今日私はポストを見ていない。チラシが詰め込まれていないことに満足して、確認せずにポスト前を通過してしまった。もしかしたら、ポストの中に新しい不在票が入っている可能性がある。時間指定はしていないけど、不在配達という点で迷惑をかけたことには違いない。ということはこれは……。
考え込んでいるうちに無意識に俯いていた私は、恐る恐るモニターを見た。するとそこにはこちらを凝視する配達員の顔があった。
配達員の顔を見て、私は思わず息を呑んだ。だって初めて見る配達員の顔が人間のものではなかったから。
口から上の部分はぐちゃぐちゃだった。油絵具で乱暴に真っ黒に塗りつぶされたような顔。本来人間であれば目があるであろう部分からは、体に突き刺さるような視線を感じる。
何度も繰り返される『どうして時間指定の時間にいない』の言葉には、雰囲気から強烈な怒りが込められていると考えていた。そして今配達員の顔を見て、私はその考えをさらに強く確信した。画面越しから痛いほど伝わる感情に晒されて、私は震えながらいつの間にか涙を流していた。
恐怖のせいで呼吸は乱れ、震える歯ががちがちと大きな音を立てる。心臓が急激に心拍数を上げて、部屋中に自分の鼓動が響いているよう気分になる。私はどうすればいい? 許されたと思っていた。思っていたのにそうじゃなかったの? それとも、許してもらったのに、私はまた怒らせてしまった? それなら私はどうすればいい?
誰かに助けを求めたい。でも、この状況を誰が変えることができるだろう。大声で泣きたいのに、まともに息が吸えず、声を出すことすらできない。
「「集荷漏れがございました」」
また耳元で声がした。モニターに「どうして時間指定の時間にいない」と繰り返す配達員が映っているのに、同じ声が左右両方から聞こえた。そして、声と同時に正面を見つめる私の左右の視界の端に男の顔のようなものがちらついた。

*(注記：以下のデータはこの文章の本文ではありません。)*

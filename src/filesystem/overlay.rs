//! Composite filesystem: an in-memory overlay on top of a base filesystem
//!
//! Every read-type operation (`exists`, `open`, `read_file`, `glob`,
//! `resolve_path`) checks the overlay first and falls back to the base.
//! Every write-type operation goes to the base. [`OverlayFS::write_overlay`]
//! is the only entry point that mutates the overlay, so synthetic content
//! stays purely in memory while real scratch files can still be created.

use std::collections::HashSet;
use std::io::Read;
use std::path::{Path, PathBuf};

use log::debug;

use super::{DiskFS, FileSystem, MemoryFS, ResolvedPath, WalkVisitor};
use crate::error::{Error, Result};
use crate::path::clean;

/// Which delegates [`OverlayFS::walk`] visits
#[derive(Debug, Clone, Copy, PartialEq, Eq, Default)]
pub enum WalkScope {
    /// Only the in-memory overlay.
    Overlay,
    /// The overlay first, then base entries not shadowed by an overlay file.
    #[default]
    OverlayThenBase,
}

/// Composite of an owned in-memory overlay and an owned base filesystem
#[derive(Debug, Clone)]
pub struct OverlayFS<B: FileSystem = DiskFS> {
    overlay: MemoryFS,
    base: B,
    walk_scope: WalkScope,
}

impl OverlayFS<DiskFS> {
    /// Empty overlay on top of the real disk
    pub fn new() -> Self {
        Self::from_parts(MemoryFS::new(), DiskFS::new())
    }
}

impl Default for OverlayFS<DiskFS> {
    fn default() -> Self {
        Self::new()
    }
}

impl<B: FileSystem> OverlayFS<B> {
    /// Build a composite from an overlay store and a base, taking ownership
    /// of both
    pub fn from_parts(overlay: MemoryFS, base: B) -> Self {
        Self {
            overlay,
            base,
            walk_scope: WalkScope::default(),
        }
    }

    /// Empty overlay on top of `base`
    pub fn with_base(base: B) -> Self {
        Self::from_parts(MemoryFS::new(), base)
    }

    pub fn with_walk_scope(mut self, scope: WalkScope) -> Self {
        self.walk_scope = scope;
        self
    }

    pub fn walk_scope(&self) -> WalkScope {
        self.walk_scope
    }

    /// Write a synthetic file into the overlay
    pub fn write_overlay<P: AsRef<Path>>(&mut self, name: P, content: &[u8]) -> Result<()> {
        debug!(
            "overlay: writing {} ({} bytes)",
            name.as_ref().display(),
            content.len()
        );
        self.overlay.add_file_content(name, content.to_vec())
    }

    pub fn overlay(&self) -> &MemoryFS {
        &self.overlay
    }

    pub fn base(&self) -> &B {
        &self.base
    }

    /// Give back the two delegates
    pub fn into_parts(self) -> (MemoryFS, B) {
        (self.overlay, self.base)
    }
}

impl<B: FileSystem> FileSystem for OverlayFS<B> {
    fn create(&mut self, path: &Path) -> Result<()> {
        self.base.create(path)
    }

    fn mkdir(&mut self, path: &Path) -> Result<()> {
        self.base.mkdir(path)
    }

    fn mkdir_all(&mut self, path: &Path) -> Result<()> {
        self.base.mkdir_all(path)
    }

    fn remove_all(&mut self, path: &Path) -> Result<()> {
        self.base.remove_all(path)
    }

    fn write_file(&mut self, path: &Path, content: &[u8]) -> Result<()> {
        self.base.write_file(path, content)
    }

    fn open<'a>(&'a self, path: &Path) -> Result<Box<dyn Read + 'a>> {
        match self.overlay.open(path) {
            Ok(reader) => Ok(reader),
            Err(_) => self.base.open(path),
        }
    }

    fn read_file(&self, path: &Path) -> Result<Vec<u8>> {
        match self.overlay.read_file(path) {
            Ok(content) => Ok(content),
            Err(_) => self.base.read_file(path),
        }
    }

    fn exists(&self, path: &Path) -> bool {
        self.overlay.exists(path) || self.base.exists(path)
    }

    fn is_dir(&self, path: &Path) -> bool {
        // the overlay only ever holds flat synthetic files
        self.base.is_dir(path)
    }

    fn glob(&self, pattern: &str) -> Result<Vec<PathBuf>> {
        let mut matches = Vec::new();
        match self.overlay.glob(pattern) {
            Ok(found) => matches.extend(found),
            Err(e) => debug!("overlay: glob '{}' on overlay failed: {}", pattern, e),
        }
        match self.base.glob(pattern) {
            Ok(found) => matches.extend(found),
            Err(e) => debug!("overlay: glob '{}' on base failed: {}", pattern, e),
        }
        Ok(matches)
    }

    fn resolve_path(&self, path: &Path) -> Result<ResolvedPath> {
        if self.overlay.exists(path) {
            return self.overlay.resolve_path(path);
        }
        self.base.resolve_path(path)
    }

    fn walk(&self, path: &Path, visitor: &mut WalkVisitor<'_>) -> Result<()> {
        let in_overlay = self.overlay.exists(path);
        let in_base = self.walk_scope == WalkScope::OverlayThenBase && self.base.exists(path);

        let mut seen: HashSet<PathBuf> = HashSet::new();
        if in_overlay {
            self.overlay.walk(path, &mut |entry, kind| {
                seen.insert(clean(entry));
                visitor(entry, kind)
            })?;
        }
        if in_base {
            self.base.walk(path, &mut |entry, kind| {
                if seen.contains(&clean(entry)) {
                    return Ok(());
                }
                visitor(entry, kind)
            })?;
        }

        if !in_overlay && !in_base && self.walk_scope == WalkScope::OverlayThenBase {
            return Err(Error::NotFound {
                path: path.to_path_buf(),
            });
        }
        Ok(())
    }

    fn on_disk(&self) -> bool {
        // overlay content is invisible to external processes
        false
    }
}
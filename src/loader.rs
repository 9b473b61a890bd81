//! # Reference Loading
//!
//! Decides whether a caller-supplied string is a locator kustomize can load
//! on its own (a local file or directory under the assembly root, or a
//! remote URL / git reference) rather than inline content.
//!
//! Remote references are recognised syntactically and never fetched; the
//! resolution engine fetches them itself. Local references must exist on
//! the filesystem the loader was built over. Files must stay inside the
//! root, mirroring kustomize's root-only load restriction. Directories are
//! kustomizations with a root of their own and may live anywhere, except
//! the root itself or one of its ancestors.
//!
//! [`ReferenceLoader::locator`] gives the form a loaded reference takes in
//! the assembled document: paths inside the root are written relative to
//! it, so they keep working once the tree is staged elsewhere, and
//! directories outside the root are written as absolute paths.

use std::path::{Path, PathBuf};
use std::sync::OnceLock;

use regex::Regex;
use url::Url;

use crate::error::{Error, Result};
use crate::filesystem::FileSystem;
use crate::path::{clean, is_within};

/// A string that was successfully loaded as a reference
#[derive(Debug, Clone, PartialEq, Eq)]
pub enum Reference {
    /// URL or git locator, passed through untouched
    Remote(String),
    /// Existing file or directory, as an absolute cleaned path
    Local(PathBuf),
}

fn scp_like() -> &'static Regex {
    static RE: OnceLock<Regex> = OnceLock::new();
    // git@github.com:org/repo.git
    RE.get_or_init(|| Regex::new(r"^[\w.-]+@[\w.-]+:[\w./~-]+").expect("valid regex"))
}

fn hosted_repo() -> &'static Regex {
    static RE: OnceLock<Regex> = OnceLock::new();
    // github.com/org/repo//path?ref=v1
    RE.get_or_init(|| {
        Regex::new(r"^(github\.com|gitlab\.com|bitbucket\.org)/[\w.-]+/[\w.-]+")
            .expect("valid regex")
    })
}

/// Check whether a string is a remote locator kustomize fetches itself
pub fn is_remote(reference: &str) -> bool {
    let reference = reference.trim();
    if reference.contains(char::is_whitespace) {
        return false;
    }
    if let Some(rest) = reference.strip_prefix("git::") {
        return !rest.is_empty();
    }
    if let Ok(url) = Url::parse(reference) {
        return match url.scheme() {
            "http" | "https" | "ssh" | "git" => url.host_str().is_some(),
            "file" => true,
            _ => false,
        };
    }
    scp_like().is_match(reference) || hosted_repo().is_match(reference)
}

/// Loads references against a filesystem, restricted to a root directory
pub struct ReferenceLoader<'a> {
    fs: &'a dyn FileSystem,
    root: PathBuf,
}

impl<'a> ReferenceLoader<'a> {
    pub fn new(fs: &'a dyn FileSystem, root: impl AsRef<Path>) -> Self {
        Self {
            fs,
            root: clean(root),
        }
    }

    pub fn root(&self) -> &Path {
        &self.root
    }

    /// Load `reference`, failing if it is neither remote nor an existing
    /// path the root may load
    pub fn load(&self, reference: &str) -> Result<Reference> {
        let trimmed = reference.trim();
        if trimmed.is_empty() || trimmed.contains('\n') {
            return Err(Error::NotFound {
                path: PathBuf::from(trimmed),
            });
        }
        if is_remote(trimmed) {
            return Ok(Reference::Remote(trimmed.to_string()));
        }

        let candidate = Path::new(trimmed);
        let absolute = clean(self.root.join(candidate));
        if !self.fs.exists(&absolute) {
            return Err(Error::NotFound { path: absolute });
        }
        if is_within(&self.root, &absolute) && absolute != self.root {
            return Ok(Reference::Local(absolute));
        }

        if !self.fs.is_dir(&absolute) {
            return Err(Error::filesystem(
                "load",
                candidate,
                format!("file escapes root '{}'", self.root.display()),
            ));
        }
        if self.root.starts_with(&absolute) {
            return Err(Error::filesystem(
                "load",
                candidate,
                format!("directory contains root '{}'", self.root.display()),
            ));
        }
        Ok(Reference::Local(absolute))
    }

    /// The string to write in place of `original`, which loaded as
    /// `reference`
    pub fn locator(&self, reference: &Reference, original: &str) -> String {
        let path = match reference {
            Reference::Remote(remote) => return remote.clone(),
            Reference::Local(path) => path,
        };
        match path.strip_prefix(&self.root) {
            Ok(relative) if Path::new(original.trim()).is_absolute() => {
                relative.display().to_string()
            }
            Ok(_) => original.to_string(),
            Err(_) => path.display().to_string(),
        }
    }

    /// True if [`ReferenceLoader::load`] succeeds
    pub fn is_loadable(&self, reference: &str) -> bool {
        self.load(reference).is_ok()
    }
}
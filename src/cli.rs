//! CLI argument parsing and command dispatch

use std::path::PathBuf;

use anyhow::Result;
use clap::{Parser, Subcommand};

use kustomize_overlay::defaults::{DEFAULT_KUSTOMIZE_BIN, KUSTOMIZE_BIN_ENV};
use kustomize_overlay::output::OutputConfig;

use crate::commands::{self, Context};

/// Kustomize Overlay - Assemble kustomizations from bases and inline fragments
#[derive(Parser, Debug)]
#[command(name = "kustomize-overlay")]
#[command(version, about, long_about = None)]
pub struct Cli {
    /// Subcommand to execute
    #[command(subcommand)]
    command: Commands,

    /// Colorize output (always, never, auto)
    #[arg(long, global = true, value_name = "WHEN", default_value = "auto")]
    color: String,

    /// Set log level (error, warn, info, debug, trace)
    #[arg(long, global = true, value_name = "LEVEL", default_value = "warn")]
    log_level: String,

    /// The kustomize executable used to resolve kustomizations
    #[arg(
        long,
        global = true,
        value_name = "PATH",
        env = KUSTOMIZE_BIN_ENV,
        default_value = DEFAULT_KUSTOMIZE_BIN
    )]
    kustomize_bin: PathBuf,

    /// Do not print status lines
    #[arg(short, long, global = true)]
    quiet: bool,
}

#[derive(Subcommand, Debug)]
enum Commands {
    /// Build an existing kustomization directory
    Build(commands::build::BuildArgs),

    /// Build a kustomization document whose lists may hold inline content
    Template(commands::template::TemplateArgs),

    /// Build a generated overlay of a base plus patch and resource fragments
    Overlay(commands::overlay::OverlayArgs),

    /// Build whatever a configuration record file describes
    Run(commands::run::RunArgs),
}

impl Cli {
    fn init_logging(&self) {
        // RUST_LOG wins over --log-level
        let env = env_logger::Env::default().default_filter_or(self.log_level.as_str());
        let _ = env_logger::Builder::from_env(env)
            .format_timestamp(None)
            .try_init();
    }

    /// Execute the CLI command
    pub fn execute(self) -> Result<()> {
        self.init_logging();

        let ctx = Context {
            out: OutputConfig::from_env_and_flag(&self.color).quiet(self.quiet),
            kustomize_bin: self.kustomize_bin,
        };

        match self.command {
            Commands::Build(args) => commands::build::execute(args, &ctx),
            Commands::Template(args) => commands::template::execute(args, &ctx),
            Commands::Overlay(args) => commands::overlay::execute(args, &ctx),
            Commands::Run(args) => commands::run::execute(args, &ctx),
        }
    }
}
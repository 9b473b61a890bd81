//! # Run Command Implementation
//!
//! This module implements the `run` subcommand, which reads a configuration
//! record (YAML or JSON) and builds whatever it describes: a directory, a
//! template document, or a base-plus-fragments overlay.

use anyhow::{Context as _, Result};
use clap::Args;
use std::path::PathBuf;

use kustomize_overlay::defaults::RECORD_ENV;
use kustomize_overlay::output::Status;
use kustomize_overlay::record::ConfigRecord;

use super::{run_build, AssemblyArgs, Context, OutputArgs};

/// Build whatever a configuration record file describes
#[derive(Args, Debug)]
pub struct RunArgs {
    /// Configuration record file.
    ///
    /// Can also be set with the `KUSTOMIZE_OVERLAY_RECORD` environment
    /// variable.
    #[arg(value_name = "FILE", env = RECORD_ENV)]
    pub record: PathBuf,

    #[command(flatten)]
    pub assembly: AssemblyArgs,

    #[command(flatten)]
    pub output: OutputArgs,
}

/// Execute the `run` command.
pub fn execute(args: RunArgs, ctx: &Context) -> Result<()> {
    ctx.out.report(
        Status::Scan,
        &format!("Loading record {}", args.record.display()),
    );
    let record = ConfigRecord::from_file(&args.record)
        .with_context(|| format!("Failed to load record {}", args.record.display()))?;
    run_build(&record, &args.assembly.settings(), &args.output, ctx)
}
//! In-memory filesystem implementation for synthetic files

use std::collections::{BTreeMap, BTreeSet};
use std::io::{Cursor, Read};
use std::path::{Path, PathBuf};

use super::{EntryKind, FileSystem, ResolvedPath, WalkVisitor};
use crate::error::{Error, Result};
use crate::path::{clean, glob_match};

/// Represents a file with content
#[derive(Debug, Clone, PartialEq, Eq)]
pub struct File {
    /// File content as bytes
    pub content: Vec<u8>,
}

impl File {
    /// Create a new file with content
    pub fn new(content: Vec<u8>) -> Self {
        Self { content }
    }

    /// Create a new file from string content
    pub fn from_string(content: &str) -> Self {
        Self::new(content.as_bytes().to_vec())
    }

    /// Get file size in bytes
    pub fn size(&self) -> usize {
        self.content.len()
    }
}

/// In-memory filesystem
///
/// Files are keyed by lexically cleaned paths. Directories exist either
/// explicitly (via `mkdir`/`mkdir_all`) or implicitly as ancestors of a file.
#[derive(Debug, Clone, Default)]
pub struct MemoryFS {
    /// Files stored as path -> content mapping
    files: BTreeMap<PathBuf, File>,
    /// Directories created explicitly
    dirs: BTreeSet<PathBuf>,
}

impl MemoryFS {
    /// Create a new empty filesystem
    pub fn new() -> Self {
        Self::default()
    }

    /// Add or update a file
    ///
    /// Fails if the path is empty, names a directory, or lives under an
    /// existing file.
    pub fn add_file<P: AsRef<Path>>(&mut self, path: P, file: File) -> Result<()> {
        let path = clean(path);
        if path == Path::new(".") || path.file_name().is_none() {
            return Err(Error::filesystem("write", path, "not a file path"));
        }
        if self.is_directory(&path) {
            return Err(Error::filesystem("write", path, "is a directory"));
        }
        if let Some(ancestor) = path.ancestors().skip(1).find(|a| self.files.contains_key(*a)) {
            let message = format!("parent '{}' is a file", ancestor.display());
            return Err(Error::filesystem("write", &path, message));
        }
        self.files.insert(path, file);
        Ok(())
    }

    /// Add a file with content
    pub fn add_file_content<P: AsRef<Path>>(&mut self, path: P, content: Vec<u8>) -> Result<()> {
        self.add_file(path, File::new(content))
    }

    /// Add a file with string content
    pub fn add_file_string<P: AsRef<Path>>(&mut self, path: P, content: &str) -> Result<()> {
        self.add_file(path, File::from_string(content))
    }

    /// Get a file by path
    pub fn get_file<P: AsRef<Path>>(&self, path: P) -> Option<&File> {
        self.files.get(&clean(path))
    }

    /// List all files
    pub fn list_files(&self) -> Vec<PathBuf> {
        self.files.keys().cloned().collect()
    }

    /// Get the number of files
    pub fn len(&self) -> usize {
        self.files.len()
    }

    /// Check if filesystem is empty
    pub fn is_empty(&self) -> bool {
        self.files.is_empty()
    }

    /// Iterate over all files as (path, file) pairs, sorted by path
    pub fn files(&self) -> impl Iterator<Item = (&PathBuf, &File)> {
        self.files.iter()
    }

    fn is_directory(&self, path: &Path) -> bool {
        if self.dirs.contains(path) {
            return true;
        }
        self.files
            .keys()
            .any(|file| file != path && file.starts_with(path))
    }

    fn not_found(path: &Path) -> Error {
        Error::NotFound {
            path: path.to_path_buf(),
        }
    }
}

impl FileSystem for MemoryFS {
    fn create(&mut self, path: &Path) -> Result<()> {
        self.add_file(path, File::new(Vec::new()))
    }

    fn mkdir(&mut self, path: &Path) -> Result<()> {
        let path = clean(path);
        if self.files.contains_key(&path) {
            return Err(Error::filesystem("mkdir", path, "file exists"));
        }
        if let Some(parent) = path.parent() {
            let top_level = parent.as_os_str().is_empty() || parent.parent().is_none();
            if !top_level && !self.is_directory(parent) {
                return Err(Self::not_found(parent));
            }
        }
        self.dirs.insert(path);
        Ok(())
    }

    fn mkdir_all(&mut self, path: &Path) -> Result<()> {
        let path = clean(path);
        if let Some(file) = path.ancestors().find(|a| self.files.contains_key(*a)) {
            return Err(Error::filesystem("mkdir_all", file, "file exists"));
        }
        for ancestor in path.ancestors() {
            if !ancestor.as_os_str().is_empty() && ancestor.parent().is_some() {
                self.dirs.insert(ancestor.to_path_buf());
            }
        }
        Ok(())
    }

    fn remove_all(&mut self, path: &Path) -> Result<()> {
        let path = clean(path);
        self.files.retain(|file, _| !file.starts_with(&path));
        self.dirs.retain(|dir| !dir.starts_with(&path));
        Ok(())
    }

    fn write_file(&mut self, path: &Path, content: &[u8]) -> Result<()> {
        self.add_file_content(path, content.to_vec())
    }

    fn open<'a>(&'a self, path: &Path) -> Result<Box<dyn Read + 'a>> {
        let file = self.get_file(path).ok_or_else(|| Self::not_found(path))?;
        Ok(Box::new(Cursor::new(file.content.as_slice())))
    }

    fn read_file(&self, path: &Path) -> Result<Vec<u8>> {
        self.get_file(path)
            .map(|file| file.content.clone())
            .ok_or_else(|| Self::not_found(path))
    }

    fn exists(&self, path: &Path) -> bool {
        let path = clean(path);
        self.files.contains_key(&path) || self.is_directory(&path)
    }

    fn is_dir(&self, path: &Path) -> bool {
        self.is_directory(&clean(path))
    }

    fn glob(&self, pattern: &str) -> Result<Vec<PathBuf>> {
        let mut matches = Vec::new();
        for path in self.files.keys() {
            if let Some(path_str) = path.to_str() {
                if glob_match(pattern, path_str)? {
                    matches.push(path.clone());
                }
            }
        }
        Ok(matches)
    }

    fn resolve_path(&self, path: &Path) -> Result<ResolvedPath> {
        let path = clean(path);
        if self.files.contains_key(&path) {
            let dir = match path.parent() {
                Some(parent) if !parent.as_os_str().is_empty() => parent.to_path_buf(),
                _ => PathBuf::from("."),
            };
            let file = path
                .file_name()
                .map(|name| name.to_string_lossy().into_owned());
            return Ok(ResolvedPath { dir, file });
        }
        if self.is_directory(&path) {
            return Ok(ResolvedPath {
                dir: path,
                file: None,
            });
        }
        Err(Self::not_found(&path))
    }

    fn walk(&self, path: &Path, visitor: &mut WalkVisitor<'_>) -> Result<()> {
        let root = clean(path);
        if self.files.contains_key(&root) {
            return visitor(&root, EntryKind::File);
        }
        if !self.is_directory(&root) {
            return Err(Self::not_found(&root));
        }

        let mut entries: BTreeMap<PathBuf, EntryKind> = BTreeMap::new();
        entries.insert(root.clone(), EntryKind::Dir);
        for dir in self.dirs.iter().filter(|d| d.starts_with(&root)) {
            entries.insert(dir.clone(), EntryKind::Dir);
        }
        for file in self.files.keys().filter(|f| f.starts_with(&root)) {
            // intermediate directories between the walk root and the file
            for ancestor in file.ancestors().skip(1) {
                if ancestor == root || !ancestor.starts_with(&root) {
                    break;
                }
                entries.insert(ancestor.to_path_buf(), EntryKind::Dir);
            }
            entries.insert(file.clone(), EntryKind::File);
        }

        for (entry, kind) in &entries {
            visitor(entry, *kind)?;
        }
        Ok(())
    }
}

#[cfg(test)]
mod tests {
    use super::*;

    fn p(s: &str) -> &Path {
        Path::new(s)
    }

    #[test]
    fn test_add_and_read_file() {
        let mut fs = MemoryFS::new();
        fs.add_file_string("/root/resources_0", "kind: ConfigMap\n")
            .unwrap();

        assert!(fs.exists(p("/root/resources_0")));
        assert_eq!(
            fs.read_file(p("/root/./resources_0")).unwrap(),
            b"kind: ConfigMap\n"
        );
        assert_eq!(fs.len(), 1);
    }

    #[test]
    fn test_open_reads_content() {
        let mut fs = MemoryFS::new();
        fs.add_file_string("a.yaml", "hello").unwrap();

        let mut content = String::new();
        fs.open(p("a.yaml"))
            .unwrap()
            .read_to_string(&mut content)
            .unwrap();
        assert_eq!(content, "hello");
    }

    #[test]
    fn test_read_missing_file_is_not_found() {
        let fs = MemoryFS::new();
        assert!(matches!(
            fs.read_file(p("missing.yaml")),
            Err(Error::NotFound { .. })
        ));
        assert!(fs.open(p("missing.yaml")).is_err());
    }

    #[test]
    fn test_add_file_rejects_invalid_paths() {
        let mut fs = MemoryFS::new();
        assert!(fs.add_file_string("", "x").is_err());
        assert!(fs.add_file_string(".", "x").is_err());

        fs.add_file_string("dir/file", "x").unwrap();
        // "dir" is a directory now
        assert!(fs.add_file_string("dir", "x").is_err());
        // a file cannot have children
        assert!(fs.add_file_string("dir/file/child", "x").is_err());
    }

    #[test]
    fn test_implicit_directories() {
        let mut fs = MemoryFS::new();
        fs.add_file_string("/tmp/root/kustomization.yaml", "{}").unwrap();

        assert!(fs.exists(p("/tmp/root")));
        assert!(fs.is_dir(p("/tmp/root")));
        assert!(!fs.is_dir(p("/tmp/root/kustomization.yaml")));
        assert!(!fs.exists(p("/tmp/other")));
    }

    #[test]
    fn test_mkdir_requires_parent() {
        let mut fs = MemoryFS::new();
        assert!(fs.mkdir(p("/a/b")).is_err());
        fs.mkdir(p("/a")).unwrap();
        fs.mkdir(p("/a/b")).unwrap();
        assert!(fs.is_dir(p("/a/b")));
    }

    #[test]
    fn test_mkdir_all_and_remove_all() {
        let mut fs = MemoryFS::new();
        fs.mkdir_all(p("/a/b/c")).unwrap();
        assert!(fs.is_dir(p("/a")));
        assert!(fs.is_dir(p("/a/b/c")));

        fs.add_file_string("/a/b/c/x", "1").unwrap();
        fs.add_file_string("/a/y", "2").unwrap();
        fs.remove_all(p("/a/b")).unwrap();

        assert!(!fs.exists(p("/a/b")));
        assert!(!fs.exists(p("/a/b/c/x")));
        assert!(fs.exists(p("/a/y")));
        // removing something missing is fine
        fs.remove_all(p("/nope")).unwrap();
    }

    #[test]
    fn test_create_truncates() {
        let mut fs = MemoryFS::new();
        fs.add_file_string("f", "content").unwrap();
        fs.create(p("f")).unwrap();
        assert_eq!(fs.get_file("f").unwrap().size(), 0);
    }

    #[test]
    fn test_glob() {
        let mut fs = MemoryFS::new();
        fs.add_file_string("/r/resources_0", "a").unwrap();
        fs.add_file_string("/r/resources_1", "b").unwrap();
        fs.add_file_string("/r/patches_0", "c").unwrap();

        let matches = fs.glob("/r/resources_*").unwrap();
        assert_eq!(
            matches,
            vec![
                PathBuf::from("/r/resources_0"),
                PathBuf::from("/r/resources_1")
            ]
        );
        assert!(fs.glob("[").is_err());
    }

    #[test]
    fn test_resolve_path() {
        let mut fs = MemoryFS::new();
        fs.add_file_string("/r/patches_0", "x").unwrap();

        let file = fs.resolve_path(p("/r/patches_0")).unwrap();
        assert_eq!(file.dir, PathBuf::from("/r"));
        assert_eq!(file.file.as_deref(), Some("patches_0"));
        assert_eq!(file.full_path(), PathBuf::from("/r/patches_0"));

        let dir = fs.resolve_path(p("/r")).unwrap();
        assert_eq!(dir.dir, PathBuf::from("/r"));
        assert_eq!(dir.file, None);

        assert!(fs.resolve_path(p("/elsewhere")).is_err());
    }

    #[test]
    fn test_walk_visits_sorted_entries() {
        let mut fs = MemoryFS::new();
        fs.add_file_string("/r/b", "1").unwrap();
        fs.add_file_string("/r/sub/a", "2").unwrap();
        fs.add_file_string("/other/c", "3").unwrap();

        let mut seen = Vec::new();
        fs.walk(p("/r"), &mut |path, kind| {
            seen.push((path.to_path_buf(), kind));
            Ok(())
        })
        .unwrap();

        assert_eq!(
            seen,
            vec![
                (PathBuf::from("/r"), EntryKind::Dir),
                (PathBuf::from("/r/b"), EntryKind::File),
                (PathBuf::from("/r/sub"), EntryKind::Dir),
                (PathBuf::from("/r/sub/a"), EntryKind::File),
            ]
        );
    }

    #[test]
    fn test_walk_missing_path_fails() {
        let fs = MemoryFS::new();
        assert!(fs.walk(p("/nope"), &mut |_, _| Ok(())).is_err());
    }

    #[test]
    fn test_walk_propagates_visitor_error() {
        let mut fs = MemoryFS::new();
        fs.add_file_string("/r/a", "1").unwrap();
        let result = fs.walk(p("/r"), &mut |_, _| {
            Err(Error::filesystem("visit", "/r", "stop"))
        });
        assert!(result.is_err());
    }
}
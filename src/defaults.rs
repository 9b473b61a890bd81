//! Default values for kustomize-overlay.
//!
//! This module provides centralized default values used across the library
//! and the commands, ensuring consistency and avoiding duplication.

use std::path::PathBuf;

/// Executable used when no `--kustomize-bin` flag or `KUSTOMIZE_BIN`
/// variable is given
pub const DEFAULT_KUSTOMIZE_BIN: &str = "kustomize";

/// Environment variable naming the kustomize executable
pub const KUSTOMIZE_BIN_ENV: &str = "KUSTOMIZE_BIN";

/// Environment variable naming the configuration record read by `run`
pub const RECORD_ENV: &str = "KUSTOMIZE_OVERLAY_RECORD";

/// Prefix of every scratch directory created under the system temp dir
pub const SCRATCH_PREFIX: &str = "kustomize-overlay-";

/// Fixed file names used by the base-plus-fragments scaffold
pub const RESOURCES_FILE: &str = "resources.yaml";
pub const PATCHES_FILE: &str = "patches.yaml";
pub const CONFIGURATIONS_FILE: &str = "configurations.yaml";

/// Returns the kustomize executable to run.
///
/// `KUSTOMIZE_BIN` wins when set to a non-empty value; otherwise the
/// executable is looked up on `PATH` as `kustomize`.
pub fn default_kustomize_bin() -> PathBuf {
    std::env::var_os(KUSTOMIZE_BIN_ENV)
        .filter(|value| !value.is_empty())
        .map(PathBuf::from)
        .unwrap_or_else(|| PathBuf::from(DEFAULT_KUSTOMIZE_BIN))
}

動けない。右を見ることも、左を見ることも怖くてできない。正面から首も視線も動かせない私。視界が涙で歪み、モニターがぼやけて見える。ああ、解放されたと思って、あんなに喜んでいたのに……。
「「集荷漏れがございました」」
左右の視界の端で再び口が動く。そして左右にいる声の主がそれぞれゆっくりと私の肩の上に手を乗せる。こんなことをされたらもう逃げられないと思った途端、吐き気が一気に喉をせり上がる。
そんな私の嗚咽をかき消すかのように、モニターからは今尚「どうして時間指定の時間にいない」と繰り返す声が流れている。
「「集荷漏れがございました」」
また左右から声がする。そして、力無く垂れ下がった私の両手首が力強く握られる。涙で歪みきった視界は次第に暗くなっていき、どんどん何も見えなくなっていく。ああ、私は諦めるしかないのか。そう思った時、五度目の「「集荷漏れがございました」」が左右から聞こえた。
ついに視界が真っ暗になる。その直後、全身で何かに衝突したような衝撃と、電気を流されたような激痛が走る。反射的に叫びそうになったけど、息が吸えていなかったので短い呻き声が小さく部屋に響いただけとなった。そして、その呻き声が私の最期の声となった。